まずGROW(グロウ)を展開するサーヴォの話からさせてもらおう。2019年に社名変更した同社の旧名は「サンペックスイスト」で、2014年にサンペックスとイストが合併してできた会社。サンペックスはフード系白衣のメーカーで、イストは婦人服専門店・鈴屋にルーツを持つ事務服メーカーであり、GROWはこのイスト時代から続いている歴史あるブランドなのだ。飲食店やフード工場ユニフォームのブランド「サーヴォ」としては去年の月刊まいど屋でレポートをお伝えしているが、事務服特集に登場してもらうのは3年ぶりになる。7月に秋冬コレクションを発表したばかりとあって馬喰町のオフィスはどこか慌ただしい雰囲気。さっそく対応してくれた営業の塚本夕海さんとデザイナーの山口祥枝さんに挨拶する。「去年の取材では東京五輪の話で盛り上がってましたけど、まさかこんな世の中になるなんて……」。マスク姿で大きくうなずく2人。しかし、パンデミックだろうが何だろうが凹んではいられない。この国に事務服で働く女性がいる限り!
グロウ
スカートのウエストはゴム仕様
ポケットはフタが入り込まない形状
●GROWの模索と変化
「ここ数年のグロウはちょうど変化の時期だったんですよ。4、5年前までは、医療や金融業界をターゲットにしていたので黒無地が多かったのですが、3年くらい前からは"おもてなし系"というか、ホテルやデパートといった接客の現場で使えるエレガントな商品に力を入れてきました。背景にはオフィスでの制服需要の先細りと、東京五輪で訪日客が増えるだろうといった展望がありました。従来の事務服にはなかった目新しい色味や着こなし、プリントなどにトライし、ユニフォームとしての広がりを模索していたんです」
と、直近のグロウの展開を語るのは山口さん。一般アパレル出身なのでレディースウェアの全体像を見る広い視野を持っている。模索の数年間を抜けつつあるタイミングで予期せぬコロナ時代に突入してしまった今、どんなことを感じているのだろう?

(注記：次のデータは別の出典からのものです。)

/// Configuration default values
///
/// This module contains all the default values for configuration options,
/// making them easily changeable in one central location.
// Fixture source defaults
pub const DEFAULT_REPOSITORY: &str = "devxseven/mdata";
pub const DEFAULT_FILE_NAME: &str = "matches.json";
pub const DEFAULT_OBFUSCATION_KEY: &str = "devxseven";
pub const DEFAULT_API_BASE_URL: &str = "https://api.github.com";
pub const DEFAULT_RAW_BASE_URL: &str = "https://raw.githubusercontent.com";
pub const DEFAULT_USER_AGENT: &str = "FBStream-App";
pub const DEFAULT_REQUEST_TIMEOUT_SECONDS: u64 = 10;
pub const DEFAULT_PLACEHOLDER_FALLBACK: bool = true;

// Auth token defaults
pub const DEFAULT_REFERENCE_ZONE: &str = "Asia/Baku";
pub const DEFAULT_REINTERPRET_OFFSET_SECONDS: i32 = 3 * 3600;

// Player defaults
pub const DEFAULT_AUTOPLAY: bool = false;
pub const DEFAULT_LOOKS_LIVE: bool = true;
pub const DEFAULT_INITIAL_VOLUME: f32 = 0.7;
pub const DEFAULT_START_MUTED: bool = false;
pub const DEFAULT_ESTIMATED_BITRATE_MBPS: f64 = 2.0;

pub const DEFAULT_PLAYER_SCRIPTS: &[&str] = &[
    "https://cdn.jsdelivr.net/npm/artplayer/dist/artplayer.js",
    "https://unpkg.com/artplayer/dist/artplayer.js",
];
pub const DEFAULT_MANIFEST_ADAPTER_SCRIPTS: &[&str] = &[
    "https://cdnjs.cloudflare.com/ajax/libs/hls.js/1.4.10/hls.min.js",
    "https://cdn.jsdelivr.net/npm/hls.js@1.4.10/dist/hls.min.js",
];
pub const DEFAULT_SEGMENT_ADAPTER_SCRIPTS: &[&str] = &[
    "https://cdnjs.cloudflare.com/ajax/libs/flv.js/1.6.2/flv.min.js",
    "https://cdn.jsdelivr.net/npm/flv.js@1.6.2/dist/flv.min.js",
];

// Schedule defaults
pub const DEFAULT_COUNTDOWN_TICK_SECONDS: u64 = 1;
pub const DEFAULT_SUMMARY_TICK_SECONDS: u64 = 60;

「ここ数年の潮流として、ユニフォーム選びが『着用者目線』に変わるのを感じていました。制服を導入する企業が『従業員にこういうのを着てほしい』『スタッフをこう見せたい』という話じゃなくて、着る側、つまり働く女性が本気で着たいユニフォームを選ぶ。そんな時代になってきたということです。着たいものを着るとなると当然、デザイン的にも一般の婦人服に近づいてくる。働く女性の年齢層が上がってきているのもあって、コンシャスなものより着心地のいいゆったりしたシルエットが好まれるし、機能面でも、防シワ、ノーアイロンといった着る人にとってのメリットがハッキリしないと受け入れてもらえません」
そして、今後はこのような傾向にさらに拍車がかかるというのが山口さんの見立てだ。
「コロナ後には、ますます機能志向が強まるんじゃないでしょうか。極端な言い方をすれば、着用者にとって必要な服だけが残っていくようなイメージです。作り手である私たちも、もっと着る人が困っていることに目を向けてユニフォームを作っていかないと通用しないのでは、と危機感を持っています。オフィスウェアは着飾るものというより、機能を提供するものになっていくのではないか、と。」
華やかに見える事務服の世界だが、「デザインが気に入ったから」「見た目がかわいいから」といった理由で売れる時代は、終わりに向かっていくのかもしれない。
●制服+自由な着こなし
このように模索を重ねる一方、GROWがユーザーに提案し続けていることにコーディネートの楽しみがある。ややもすると「みんな同じ」「毎日同じ」というユニフォームの概念とはかけ離れる感もあるが、一体どういう意図があるのだろう?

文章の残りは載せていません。